- [WORK REQUEST]
Each line of the data needs to be transcribed exactly.
══ MATERIAL FOR THIS TASK
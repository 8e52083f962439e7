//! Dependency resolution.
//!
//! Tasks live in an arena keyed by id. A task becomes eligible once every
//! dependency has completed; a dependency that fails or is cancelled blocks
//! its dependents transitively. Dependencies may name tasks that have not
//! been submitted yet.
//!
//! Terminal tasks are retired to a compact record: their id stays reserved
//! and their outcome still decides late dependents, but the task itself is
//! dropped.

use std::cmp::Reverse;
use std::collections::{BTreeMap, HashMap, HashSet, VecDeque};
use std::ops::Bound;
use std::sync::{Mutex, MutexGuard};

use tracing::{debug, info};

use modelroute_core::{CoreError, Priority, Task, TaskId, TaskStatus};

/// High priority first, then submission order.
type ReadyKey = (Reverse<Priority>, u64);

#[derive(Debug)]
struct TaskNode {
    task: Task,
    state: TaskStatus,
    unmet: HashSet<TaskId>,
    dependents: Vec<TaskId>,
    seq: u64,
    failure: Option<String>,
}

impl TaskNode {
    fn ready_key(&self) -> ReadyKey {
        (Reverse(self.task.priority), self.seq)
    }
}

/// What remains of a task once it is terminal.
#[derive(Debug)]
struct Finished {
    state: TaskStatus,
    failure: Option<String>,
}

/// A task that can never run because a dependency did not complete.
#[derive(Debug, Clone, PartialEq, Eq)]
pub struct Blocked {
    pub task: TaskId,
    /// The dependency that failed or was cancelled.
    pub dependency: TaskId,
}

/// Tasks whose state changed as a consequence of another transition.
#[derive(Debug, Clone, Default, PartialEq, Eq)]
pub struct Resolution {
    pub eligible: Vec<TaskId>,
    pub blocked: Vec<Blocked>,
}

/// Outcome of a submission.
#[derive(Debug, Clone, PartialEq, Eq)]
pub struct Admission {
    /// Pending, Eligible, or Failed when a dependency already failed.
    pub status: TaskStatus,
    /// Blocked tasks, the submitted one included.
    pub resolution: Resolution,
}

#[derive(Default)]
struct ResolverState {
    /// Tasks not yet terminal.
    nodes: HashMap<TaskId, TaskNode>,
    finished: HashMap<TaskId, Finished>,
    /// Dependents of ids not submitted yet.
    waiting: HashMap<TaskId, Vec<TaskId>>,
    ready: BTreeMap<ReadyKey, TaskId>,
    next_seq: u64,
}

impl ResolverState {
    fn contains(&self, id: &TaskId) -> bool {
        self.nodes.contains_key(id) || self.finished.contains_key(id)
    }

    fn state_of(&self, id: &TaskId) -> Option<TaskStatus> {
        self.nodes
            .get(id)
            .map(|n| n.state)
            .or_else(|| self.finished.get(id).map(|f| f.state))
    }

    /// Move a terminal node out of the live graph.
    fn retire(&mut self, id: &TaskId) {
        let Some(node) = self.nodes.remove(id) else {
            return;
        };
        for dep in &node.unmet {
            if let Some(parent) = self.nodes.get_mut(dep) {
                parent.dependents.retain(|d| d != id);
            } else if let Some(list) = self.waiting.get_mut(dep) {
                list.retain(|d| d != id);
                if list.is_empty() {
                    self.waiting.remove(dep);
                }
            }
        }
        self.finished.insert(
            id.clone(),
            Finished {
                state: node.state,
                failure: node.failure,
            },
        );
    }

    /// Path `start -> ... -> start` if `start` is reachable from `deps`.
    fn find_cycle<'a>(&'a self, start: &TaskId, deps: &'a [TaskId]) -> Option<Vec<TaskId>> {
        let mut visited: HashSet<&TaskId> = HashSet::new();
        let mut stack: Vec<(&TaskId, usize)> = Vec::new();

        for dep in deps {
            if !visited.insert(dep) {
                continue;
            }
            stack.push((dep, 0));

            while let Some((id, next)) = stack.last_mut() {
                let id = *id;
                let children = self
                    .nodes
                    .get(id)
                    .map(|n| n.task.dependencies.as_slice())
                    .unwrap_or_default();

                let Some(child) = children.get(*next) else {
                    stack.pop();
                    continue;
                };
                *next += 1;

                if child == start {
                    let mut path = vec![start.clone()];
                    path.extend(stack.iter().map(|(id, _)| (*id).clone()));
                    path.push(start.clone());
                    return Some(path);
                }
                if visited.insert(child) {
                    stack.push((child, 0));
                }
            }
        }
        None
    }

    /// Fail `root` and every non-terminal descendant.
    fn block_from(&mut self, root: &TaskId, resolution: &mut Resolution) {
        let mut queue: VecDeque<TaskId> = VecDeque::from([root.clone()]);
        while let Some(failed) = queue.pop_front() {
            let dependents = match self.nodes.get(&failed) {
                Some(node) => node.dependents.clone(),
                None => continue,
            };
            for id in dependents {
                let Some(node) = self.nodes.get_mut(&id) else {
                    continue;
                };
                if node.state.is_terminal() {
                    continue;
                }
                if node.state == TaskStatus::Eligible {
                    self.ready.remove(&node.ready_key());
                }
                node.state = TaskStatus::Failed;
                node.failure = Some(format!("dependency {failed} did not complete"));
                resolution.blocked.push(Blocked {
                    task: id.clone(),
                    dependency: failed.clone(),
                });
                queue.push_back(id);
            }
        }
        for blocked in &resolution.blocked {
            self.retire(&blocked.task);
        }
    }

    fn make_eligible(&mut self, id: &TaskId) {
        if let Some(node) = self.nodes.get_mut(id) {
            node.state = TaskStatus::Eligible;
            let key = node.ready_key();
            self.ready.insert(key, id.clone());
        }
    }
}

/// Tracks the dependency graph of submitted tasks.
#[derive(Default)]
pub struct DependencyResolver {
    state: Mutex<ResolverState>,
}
════
- [ANSWER BOX]
repository 8e52083f962439e7
//! Dependency resolution.
//!
//! Tasks live in an arena keyed by id. A task becomes eligible once every
//! dependency has completed; a dependency that fails or is cancelled blocks
//! its dependents transitively. Dependencies may name tasks that have not
//! been submitted yet.
//!
//! Terminal tasks are retired to a compact record: their id stays reserved
//! and their outcome still decides late dependents, but the task itself is
//! dropped.

use std::cmp::Reverse;
use std::collections::{BTreeMap, HashMap, HashSet, VecDeque};
use std::ops::Bound;
use std::sync::{Mutex, MutexGuard};

use tracing::{debug, info};

use modelroute_core::{CoreError, Priority, Task, TaskId, TaskStatus};

/// High priority first, then submission order.
type ReadyKey = (Reverse<Priority>, u64);

#[derive(Debug)]
struct TaskNode {
    task: Task,
    state: TaskStatus,
    unmet: HashSet<TaskId>,
    dependents: Vec<TaskId>,
    seq: u64,
    failure: Option<String>,
}

impl TaskNode {
    fn ready_key(&self) -> ReadyKey {
        (Reverse(self.task.priority), self.seq)
    }
}

/// What remains of a task once it is terminal.
#[derive(Debug)]
struct Finished {
    state: TaskStatus,
    failure: Option<String>,
}

/// A task that can never run because a dependency did not complete.
#[derive(Debug, Clone, PartialEq, Eq)]
pub struct Blocked {
    pub task: TaskId,
    /// The dependency that failed or was cancelled.
    pub dependency: TaskId,
}

/// Tasks whose state changed as a consequence of another transition.
#[derive(Debug, Clone, Default, PartialEq, Eq)]
pub struct Resolution {
    pub eligible: Vec<TaskId>,
    pub blocked: Vec<Blocked>,
}

/// Outcome of a submission.
#[derive(Debug, Clone, PartialEq, Eq)]
pub struct Admission {
    /// Pending, Eligible, or Failed when a dependency already failed.
    pub status: TaskStatus,
    /// Blocked tasks, the submitted one included.
    pub resolution: Resolution,
}

#[derive(Default)]
struct ResolverState {
    /// Tasks not yet terminal.
    nodes: HashMap<TaskId, TaskNode>,
    finished: HashMap<TaskId, Finished>,
    /// Dependents of ids not submitted yet.
    waiting: HashMap<TaskId, Vec<TaskId>>,
    ready: BTreeMap<ReadyKey, TaskId>,
    next_seq: u64,
}

impl ResolverState {
    fn contains(&self, id: &TaskId) -> bool {
        self.nodes.contains_key(id) || self.finished.contains_key(id)
    }

    fn state_of(&self, id: &TaskId) -> Option<TaskStatus> {
        self.nodes
            .get(id)
            .map(|n| n.state)
            .or_else(|| self.finished.get(id).map(|f| f.state))
    }

    /// Move a terminal node out of the live graph.
    fn retire(&mut self, id: &TaskId) {
        let Some(node) = self.nodes.remove(id) else {
            return;
        };
        for dep in &node.unmet {
            if let Some(parent) = self.nodes.get_mut(dep) {
                parent.dependents.retain(|d| d != id);
            } else if let Some(list) = self.waiting.get_mut(dep) {
                list.retain(|d| d != id);
                if list.is_empty() {
                    self.waiting.remove(dep);
                }
            }
        }
        self.finished.insert(
            id.clone(),
            Finished {
                state: node.state,
                failure: node.failure,
            },
        );
    }

    /// Path `start -> ... -> start` if `start` is reachable from `deps`.
    fn find_cycle<'a>(&'a self, start: &TaskId, deps: &'a [TaskId]) -> Option<Vec<TaskId>> {
        let mut visited: HashSet<&TaskId> = HashSet::new();
        let mut stack: Vec<(&TaskId, usize)> = Vec::new();

        for dep in deps {
            if !visited.insert(dep) {
                continue;
            }
            stack.push((dep, 0));

            while let Some((id, next)) = stack.last_mut() {
                let id = *id;
                let children = self
                    .nodes
                    .get(id)
                    .map(|n| n.task.dependencies.as_slice())
                    .unwrap_or_default();

                let Some(child) = children.get(*next) else {
                    stack.pop();
                    continue;
                };
                *next += 1;

                if child == start {
                    let mut path = vec![start.clone()];
                    path.extend(stack.iter().map(|(id, _)| (*id).clone()));
                    path.push(start.clone());
                    return Some(path);
                }
                if visited.insert(child) {
                    stack.push((child, 0));
                }
            }
        }
        None
    }

    /// Fail `root` and every non-terminal descendant.
    fn block_from(&mut self, root: &TaskId, resolution: &mut Resolution) {
        let mut queue: VecDeque<TaskId> = VecDeque::from([root.clone()]);
        while let Some(failed) = queue.pop_front() {
            let dependents = match self.nodes.get(&failed) {
                Some(node) => node.dependents.clone(),
                None => continue,
            };
            for id in dependents {
                let Some(node) = self.nodes.get_mut(&id) else {
                    continue;
                };
                if node.state.is_terminal() {
                    continue;
                }
                if node.state == TaskStatus::Eligible {
                    self.ready.remove(&node.ready_key());
                }
                node.state = TaskStatus::Failed;
                node.failure = Some(format!("dependency {failed} did not complete"));
                resolution.blocked.push(Blocked {
                    task: id.clone(),
                    dependency: failed.clone(),
                });
                queue.push_back(id);
            }
        }
        for blocked in &resolution.blocked {
            self.retire(&blocked.task);
        }
    }

    fn make_eligible(&mut self, id: &TaskId) {
        if let Some(node) = self.nodes.get_mut(id) {
            node.state = TaskStatus::Eligible;
            let key = node.ready_key();
            self.ready.insert(key, id.clone());
        }
    }
}

/// Tracks the dependency graph of submitted tasks.
#[derive(Default)]
pub struct DependencyResolver {
    state: Mutex<ResolverState>,
}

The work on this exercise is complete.